En la última sección, “México”, María junta los dos mundos a los que nos tiene acostumbrados: los mundos privados y los museos. Se trata de Ciudad de México y la visita a la casa de Frida Kahlo. María comenta con ilusión, al pasar frente a un espejo, que allí la artista mexicana “se miraba todos los días”. Una intimidad vuelta museo, una intimidad congelada, pero también un momento de una intimidad distinta, de una oportunidad de conocimiento, de un recuerdo. Los amigos salen de un restaurant y, ya en la calle, María pregunta “¿mi casa es para allá?”, a lo que una amiga le contesta “el hotel no es tu casa”. Pero María vuelve a insistir: “Esta semana vivo ahí”.

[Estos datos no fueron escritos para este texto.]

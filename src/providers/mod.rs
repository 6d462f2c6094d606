pub mod base;
pub mod groq;
pub mod utils;

#[cfg(test)]
pub mod mock;
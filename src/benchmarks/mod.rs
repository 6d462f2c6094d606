pub mod agents;
pub mod runner;
pub mod timing;
pub mod tokens;

/// Where a benchmark reports what it is doing while it runs
pub trait Progress {
    fn update(&self, message: &str);

    /// Non-fatal problem; the benchmark carries on
    fn warn(&self, message: &str);
}

/// Discards progress, for library callers and tests
pub struct Silent;

impl Progress for Silent {
    fn update(&self, _message: &str) {}

    fn warn(&self, _message: &str) {}
}

#[cfg(test)]
#[derive(Default)]
pub struct Recorder {
    updates: std::sync::Mutex<Vec<String>>,
    warnings: std::sync::Mutex<Vec<String>>,
}

#[cfg(test)]
impl Recorder {
    pub fn updates(&self) -> Vec<String> {
        self.updates.lock().unwrap().clone()
    }

    pub fn warnings(&self) -> Vec<String> {
        self.warnings.lock().unwrap().clone()
    }
}

#[cfg(test)]
impl Progress for Recorder {
    fn update(&self, message: &str) {
        self.updates.lock().unwrap().push(message.to_string());
    }

    fn warn(&self, message: &str) {
        self.warnings.lock().unwrap().push(message.to_string());
    }
}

Por último, en otra de las secciones que suceden fuera de Argentina, donde el habitar se confunde con el turismo, y de título “Cusco”, María es recibida en un hostal sin pagar a cambio de que la artista dibuje, en un mural, los rostros de los distintos huéspedes. María acepta con alegría y ahí va pintando a todos los que están, como ella, de paso. Luego le ofrecen quedarse un mes más a cambio de ayudar con el desayuno y María lo hace para, por las tardes, dedicarse a deambular. En esos paseos, los vendedores le ofrecen sus productos a lo que la protagonista siempre dice que no. En un momento una mujer le grita: “Un llavero al menos”. Ya de vuelta en el hostal, en su casa-por-mientras, la dueña le dice que se olvidó las llaves, a lo que María contesta que no son de ella, que hace un rato que se está encontrando llaves en todas partes. La mujer entonces dice: “Debe ser la ciudad que te invita a quedarte”.

Casa Transparente es una novela hermosa que reflexiona sobre las dinámicas –complejas, bellas, contradictorias– del tránsito y el habitar; las posibilidades de construcción de lo familiar (que se arma de caminatas con amigos, de conversaciones por Skype, de vacaciones) y la libertad de preferir ese envase pequeño, de no querer comprar nada de más, de no obsesionarse por tener y consumir, de marcar el ritmo del propio paso, de pasar por ciudades sin sentirse obligada a aceptar sus invitaciones a quedarse, de pintar el futuro con los colores que uno quiera.